Nathalie took the two-level omnibus, full of sweating people and drawn by sweating horses. She preferred the steam tram, which was modern, smoother, and quicker. However, the omnibus was cheaper and, since it was slower, allowed for better people watching. More often than not, it depended on what was closest and available, because Nathalie wasn’t keen on waiting at a depot. Or waiting in general.

She stepped off the omnibus.
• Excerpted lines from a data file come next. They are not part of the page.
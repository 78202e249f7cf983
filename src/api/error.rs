use std::fmt;

use reqwest::StatusCode;
use serde_json::Value;
use thiserror::Error;

/// Failure reported by the service itself (HTTP status >= 400).
///
/// Keep the correlation id when escalating a failed request to the vendor.
#[derive(Debug, Clone, PartialEq, Eq)]
pub struct ApiError {
    pub code: u16,
    pub description: String,
    pub correlation_id: String,
}

impl ApiError {
    pub fn new(code: u16, description: String, correlation_id: String) -> Self {
        ApiError {
            code,
            description,
            correlation_id,
        }
    }

    /// Builds the error from a failed response. Each field is read on its own,
    /// so a missing, null or mistyped field never costs the others. The HTTP
    /// status stands in for an unusable code.
    pub fn from_response(status: StatusCode, body: &str) -> Self {
        let parsed: Value = serde_json::from_str(body).unwrap_or_default();
        let text = |key: &str| {
            parsed
                .get(key)
                .and_then(Value::as_str)
                .unwrap_or_default()
                .to_string()
        };
        let code = parsed
            .get("code")
            .and_then(Value::as_u64)
            .and_then(|code| u16::try_from(code).ok())
            .unwrap_or(status.as_u16());

        ApiError {
            code,
            description: text("description"),
            correlation_id: text("correlationId"),
        }
    }
}

impl fmt::Display for ApiError {
    fn fmt(&self, f: &mut fmt::Formatter<'_>) -> fmt::Result {
        write!(f, "{} {}", self.code, self.description)
    }
}

impl std::error::Error for ApiError {}

/// Why a login attempt did not yield a token.
#[derive(Error, Debug)]
pub enum AuthError {
    #[error("login request failed: {0}")]
    Transport(#[from] reqwest::Error),

    #[error("login rejected with status {0}")]
    Status(StatusCode),

    #[error("malformed login response: {0}")]
    Decode(#[from] serde_json::Error),

    #[error("login response status is {0:?}, expected \"ok\"")]
    Rejected(String),

    #[error("login response carries no token")]
    EmptyToken,

    #[error("no token, authenticate first")]
    MissingToken,
}
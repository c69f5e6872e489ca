// Quoting Convention - Reversible field escaping
// Shared by the write and read sides of the record format

use std::iter::Peekable;

/// Write `field` to `out` wrapped in double quotes, escaping any embedded
/// `"` or `\` with a backslash so the token round-trips through `read_quoted`.
pub fn write_quoted<W: std::fmt::Write>(out: &mut W, field: &str) -> std::fmt::Result {
    out.write_char('"')?;
    for ch in field.chars() {
        if ch == '"' || ch == '\\' {
            out.write_char('\\')?;
        }
        out.write_char(ch)?;
    }
    out.write_char('"')
}

/// Read one quoted field from a sequential character source.
///
/// Skips leading whitespace, requires an opening `"`, then consumes characters
/// until the closing `"`. A backslash escapes the character after it.
///
/// Returns `None` if the opening quote is missing, the field is unterminated,
/// or the input ends on a dangling escape. On `None` the source is left
/// wherever reading stopped.
pub fn read_quoted<I>(input: &mut Peekable<I>) -> Option<String>
where
    I: Iterator<Item = char>,
{
    skip_whitespace(input);
    if input.next_if_eq(&'"').is_none() {
        return None;
    }

    let mut field = String::new();
    loop {
        match input.next()? {
            '\\' => field.push(input.next()?),
            '"' => return Some(field),
            ch => field.push(ch),
        }
    }
}

/// Consume leading whitespace, formatted-input style.
pub(crate) fn skip_whitespace<I>(input: &mut Peekable<I>)
where
    I: Iterator<Item = char>,
{
    while input.next_if(|ch| ch.is_whitespace()).is_some() {}
}

// ============================================================================
// TESTS
// ============================================================================
//! Node identifier bound.

use std::fmt::Debug;
use std::hash::Hash;

/// An opaque node identifier.
///
/// Anything cloneable, hashable and comparable qualifies: indices, strings,
/// or composite keys. `Debug` is required so errors can name the node.
pub trait Node: Clone + Eq + Hash + Debug {}

impl<T: Clone + Eq + Hash + Debug> Node for T {}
The building Le Petit Journal called home was a grand structure, a fitting presence for all the stories it held and shared.

Although she’d only been there two weeks, Nathalie had already gotten used to the hurried pace of the newsroom. The printing press roared almost constantly, men shuffled papers and bounced from desk to desk, and the smell of paper and ink filled every room. She found the hum of frenzied activity intoxicating. As much as she wanted to be a journalist, she’d initially resented having to give up her summer in northern France with Agnès in order to take this position. The plan had been to try to get a job at Le Petit Journal next summer and then again after she finished school in two years. Maman’s accident changed that, and despite wishing she was with Agnès right now, Nathalie adored being a reporter. Her next two years at school were optional, and given that the purpose of school at this stage was to teach girls how to be a good and proper wife (instead of teaching them Latin and Greek, like the boys), she contemplated not going back. It would depend on her experience at the newspaper, the heartbeat of communication that pulsed through Paris.

M. Patenaude’s office was on the top floor. She nodded a curt hello to anyone who passed by, relieved that most people didn’t seem to notice her and that the clothing ploy worked. After all, everyone was too busy to pay attention to a newsboy who ran errands for the editor-in-chief.

She knocked on M. Patenaude’s glass door, her knuckles striking the R in Rédacteur en Chef. “It’s … your errand boy.”

“Come in.”

She opened the door to see M. Patenaude reading at his desk with a pen in his hand. A half-finished cigarette lay on an ashtray next to his inkwell. Nathalie hated smoking, but the rest of Paris seemed to love it, right down to the stub pickers who strolled the boulevards spearing discarded cigarettes. With all the paper around M. Patenaude’s office, Nathalie didn’t know how the place didn’t go up in flames.

M. Patenaude beckoned her without looking up and continued reading. He was a fidgety man whose glasses gave the illusion of being thicker on some days than others, depending where on his nose they rested. He also talked more rapidly than anyone she’d ever met, as if the words were in a foot race to get out of his mouth.

She waited as he made a few notes, letting her eyes wander around the office. His degree from the University of France was on the wall, along with Le Petit Journal clippings about the start of the Franco-Prussian War, something about the Henard experiments, the death of Victor Hugo, and the capture of the murderer Pranzini.